Past performance is no guarantee of future results. – ubiquitous investment disclaimer
Never make predictions, especially about the future.– Casey Stengel
You can file this under “semantic nit-picking.” Or maybe not. The phrases “predictive analytics” and “predictive models” get thrown around a lot these days, especially in the context of what we are doing with all that Big Data accumulating all over the place. This got me to musing about what exactly is the definition of predictive analytics and how predictive, really, are they.
Looking around at some of the big analytical software vendor sites, it is just about impossible to find a definition. Everyone says they are doing it, or making it possible, but nobody defines what “it” is. The best characterization I’ve run across is in a Wikipedia article, which also parses the nuanced differences between predictive, descriptive, and decision models. In a nutshell, predictive analytics are based on predictive models which assign a probability or score to an individual actor (customer, patient, web surfer, etc.); risk scoring by insurance underwriters is a classic example. Descriptive models are looking more at groups or cohorts and describing historical group patterns, while decision models are concerned with defining the data, rules, and logic that go into a specific business decision. Predictive and descriptive models may be subsumed in a decision model. (These may be authoritative definitions, but I think in vernacular usage “predictive analytics” is often used as a synonym for descriptive analytics.)
All well and good, but the crux of my problem with this is that the track record of nearly every field to make accurate predictions is rather dismal – starting with the “dismal science” itself, economics. Stock market crashes, recessions, depressions, and soon-to-burst market bubbles have all gone unpredicted. The stock market has long been used in analyses as a leading economic indicator, but it turns out to be a really awful predictor, For example, the markets had a big run-up just before the great recession began in 2007 – a rather misleading indicator which contributed to failed predictions. In health care, predictive models that, say, score a person’s likelihood of being admitted to the hospital which are accurate well less than 50 percent of the time are still considered to be pretty good. Oddly enough, the predictive models we all consult most days – the weather forecasts – have a bad reputation from those of us who get caught in unexpected showers or have prepared for the snowstorm that never arrives, but actually they do relatively quite well, mainly because the models keep getting refined over many, many years of data collection and analysis.
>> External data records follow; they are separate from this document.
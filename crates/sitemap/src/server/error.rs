//! Handler error type.

use axum::http::StatusCode;
use axum::response::{IntoResponse, Response};
use sitemap_core::SitemapError;

/// Error returned by request handlers.
#[derive(Debug, thiserror::Error)]
pub(crate) enum ServerError {
    /// No sitemap at the requested path.
    #[error("Not found: {0}")]
    NotFound(String),

    /// Generation failed.
    #[error("{0}")]
    Sitemap(#[from] SitemapError),

    /// The rendering task panicked or was cancelled.
    #[error("Render task failed: {0}")]
    Task(String),
}

impl IntoResponse for ServerError {
    fn into_response(self) -> Response {
        let status = match &self {
            Self::NotFound(_) => StatusCode::NOT_FOUND,
            Self::Sitemap(_) | Self::Task(_) => StatusCode::INTERNAL_SERVER_ERROR,
        };
        if status.is_server_error() {
            tracing::error!(error = %self, "request failed");
        }
        (status, self.to_string()).into_response()
    }
}
//! Cache abstraction layer for sitemap generation.
//!
//! The engine keeps a snapshot of its entry (or sub-sitemap) list under a
//! single cache key so repeated renders can skip the live collection. This
//! crate decouples that from the storage mechanism:
//!
//! - [`Cache`]: key-value store with time-to-live expiry
//! - [`CacheExt`]: typed JSON convenience methods
//!
//! # Implementations
//!
//! - [`NullCache`]: No-op implementation (always misses)
//! - [`MemoryCache`]: Process-local map, shared between requests
//! - [`FileCache`]: File-based implementation with version validation
//!
//! # Example
//!
//! ```
//! use std::time::Duration;
//! use sitemap_cache::{Cache, MemoryCache};
//!
//! let cache = MemoryCache::new();
//! cache.put("sitemap.", b"[]", Duration::from_secs(60)).unwrap();
//! assert!(cache.has("sitemap."));
//! ```

mod ext;
mod file;
mod memory;

use std::time::Duration;

pub use ext::CacheExt;
pub use file::FileCache;
pub use memory::MemoryCache;

/// Error returned by cache backends.
#[derive(Debug, thiserror::Error)]
pub enum CacheError {
    /// I/O error reading or writing a cache entry.
    #[error("I/O error: {0}")]
    Io(#[from] std::io::Error),
    /// Cached value could not be encoded or decoded.
    #[error("Serialization error: {0}")]
    Serialize(#[from] serde_json::Error),
    /// A previous holder of the cache lock panicked.
    #[error("Cache lock poisoned")]
    Poisoned,
}

/// Key-value cache with per-entry expiry.
///
/// Values are raw bytes; typed access lives in [`CacheExt`]. An entry whose
/// time-to-live has elapsed behaves exactly like a missing entry.
pub trait Cache: Send + Sync {
    /// Check whether a live value exists for `key`.
    ///
    /// Returns `false` on backend errors (treats errors as "not cached").
    fn has(&self, key: &str) -> bool {
        matches!(self.get(key), Ok(Some(_)))
    }

    /// Retrieve a cached value.
    ///
    /// Returns `Ok(None)` on miss or when the entry has expired.
    fn get(&self, key: &str) -> Result<Option<Vec<u8>>, CacheError>;

    /// Store a value for `ttl`, overwriting any existing entry.
    ///
    /// A zero `ttl` removes the entry instead of storing it.
    fn put(&self, key: &str, value: &[u8], ttl: Duration) -> Result<(), CacheError>;
}

/// No-op [`Cache`] that never stores or retrieves data.
///
/// Use when caching is disabled.
#[derive(Debug, Default)]
pub struct NullCache;

impl Cache for NullCache {
    fn get(&self, _key: &str) -> Result<Option<Vec<u8>>, CacheError> {
        Ok(None)
    }

    fn put(&self, _key: &str, _value: &[u8], _ttl: Duration) -> Result<(), CacheError> {
        Ok(())
    }
}
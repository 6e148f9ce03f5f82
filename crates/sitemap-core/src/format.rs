//! Output formats.

use std::fmt;

/// Item ceiling of a `google-news` document.
pub const GOOGLE_NEWS_CEILING: usize = 1000;

/// Item ceiling of every other document.
pub const DEFAULT_CEILING: usize = 50_000;

/// Sitemap output format.
///
/// Parsed from its name with [`Format::parse`]; names without a variant of
/// their own are kept as [`Format::Other`] and rendered as generic XML.
#[derive(Debug, Clone, PartialEq, Eq, Hash)]
pub enum Format {
    Xml,
    GoogleNews,
    RorRss,
    RorRdf,
    Html,
    Txt,
    SitemapIndex,
    Other(String),
}

impl Format {
    /// Parse a format name (`"xml"`, `"google-news"`, `"sitemapindex"`, ...).
    #[must_use]
    pub fn parse(name: &str) -> Self {
        match name {
            "xml" => Self::Xml,
            "google-news" => Self::GoogleNews,
            "ror-rss" => Self::RorRss,
            "ror-rdf" => Self::RorRdf,
            "html" => Self::Html,
            "txt" => Self::Txt,
            "sitemapindex" => Self::SitemapIndex,
            other => Self::Other(other.to_owned()),
        }
    }

    /// Format name.
    #[must_use]
    pub fn as_str(&self) -> &str {
        match self {
            Self::Xml => "xml",
            Self::GoogleNews => "google-news",
            Self::RorRss => "ror-rss",
            Self::RorRdf => "ror-rdf",
            Self::Html => "html",
            Self::Txt => "txt",
            Self::SitemapIndex => "sitemapindex",
            Self::Other(name) => name,
        }
    }

    /// Name of the template that renders this format.
    #[must_use]
    pub fn template_name(&self) -> &str {
        self.as_str()
    }

    /// MIME type of the rendered document.
    #[must_use]
    pub fn content_type(&self) -> &'static str {
        match self {
            Self::RorRss => "text/rss+xml",
            Self::RorRdf => "text/rdf+xml",
            Self::Html => "text/html",
            Self::Txt => "text/plain",
            _ => "text/xml",
        }
    }

    /// `Content-Type` header value, with charset.
    #[must_use]
    pub fn content_type_header(&self) -> String {
        format!("{}; charset=utf-8", self.content_type())
    }

    /// File extension of stored documents, `.gz` suffixed when gzipped.
    #[must_use]
    pub fn extension(&self, gzip: bool) -> String {
        let ext = match self {
            Self::Txt => "txt",
            Self::Html => "html",
            _ => "xml",
        };
        if gzip { format!("{ext}.gz") } else { ext.to_owned() }
    }

    /// Built-in maximum number of items per document.
    #[must_use]
    pub fn ceiling(&self) -> usize {
        match self {
            Self::GoogleNews => GOOGLE_NEWS_CEILING,
            _ => DEFAULT_CEILING,
        }
    }

    /// Whether the template receives `channel` (title and link).
    pub(crate) fn has_channel(&self) -> bool {
        matches!(self, Self::RorRss | Self::RorRdf | Self::Html)
    }

    pub(crate) fn is_index(&self) -> bool {
        matches!(self, Self::SitemapIndex)
    }
}

impl From<&str> for Format {
    fn from(name: &str) -> Self {
        Self::parse(name)
    }
}

impl fmt::Display for Format {
    fn fmt(&self, f: &mut fmt::Formatter<'_>) -> fmt::Result {
        f.write_str(self.as_str())
    }
}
Which leads to my main point: predictive models are really hypotheses based on analysis of the past. The term “predictive model” is itself a paradox. It is necessarily retrodictive – it may provide a model for the etiology or pattern of past events had the model existed before they happened, but it is only a hypothesis about the future, and when the hypothesis isn’t borne out the model is refined, again, based on what has already transpired. Rather than “predictive analytics,” they are more “hopeful analytics” – the hope being that future patterns conform to what was observed in the past.
Alas, this seems to be more the exception than the rule. Stochastic or unpredictable events have a nasty habit of rendering the future non-conformant with predictions. If this seems too pedantically philosophical, it was succinctly summed up by another great American philosopher out of the baseball world, Yogi Berra, who said, “The future ain’t what it used to be.” (For another perspective, read the insightful blogs by Roger Pielke, Jr., starting with “False Positive Science: Why We Can’t Predict the Future” on the Freakonomics® Web site.)
I suppose anyone analyzing the title of this post would have predicted my answer is “no,” else I wouldn’t have posed the question. (There! – a perfect predictive model that says rhetorical questions are raised in order to be knocked down.) Indeed, I think history tells us there is a certain hubris that attends any term prefaced with the word “predictive.” So why not call “predictive models” what they really are: hypothetical models? And call “predictive analytics” simply analytics. We are analyzing data about the past to create retrodictive models in order to make hypotheses about future events. We will only know how well we did by later analyzing what actually happened. As the Nobel laureate economist Milton Friedman wrote in one of his scholarly papers, “The only relevant test of the validity of a hypothesis is comparison of prediction with experience.”
This is more than a semantic quibble. We are staking a lot on the promise of Big Data to enable us to make predictions and, therefore, better decisions about what to do to affect outcomes. But if the data are funneled through flawed models, what good is the big quantity? During an Enterprise Data World panel discussion last April on Big Data, Neil Raden made the salient point that “having lots more data doesn’t necessarily lead to better decisions.” We are reliant on the models employed in the analytics which are demonstrably imperfect and probably always will be, but can only be made better if the accumulation of data leads to continuous refinement of the models.
Put another way, if you base decisions on models that approach the predictive accuracy of some of the best Big Data-driven models in the world, you would be as accurate as the weather forecasts. Does that give you the warm-and-fuzzies? We need some humility, including in the rubrics we employ.
Of course, if Big Data is all about quantity over quality, as I’ve written before, we could take that approach to predictions too. I’m thinking of the fabulous quip by Linux kernel developer Alan Cox in a 2002 interview: “I figure lots of predictions is best. People will forget the ones I get wrong and marvel over the rest.”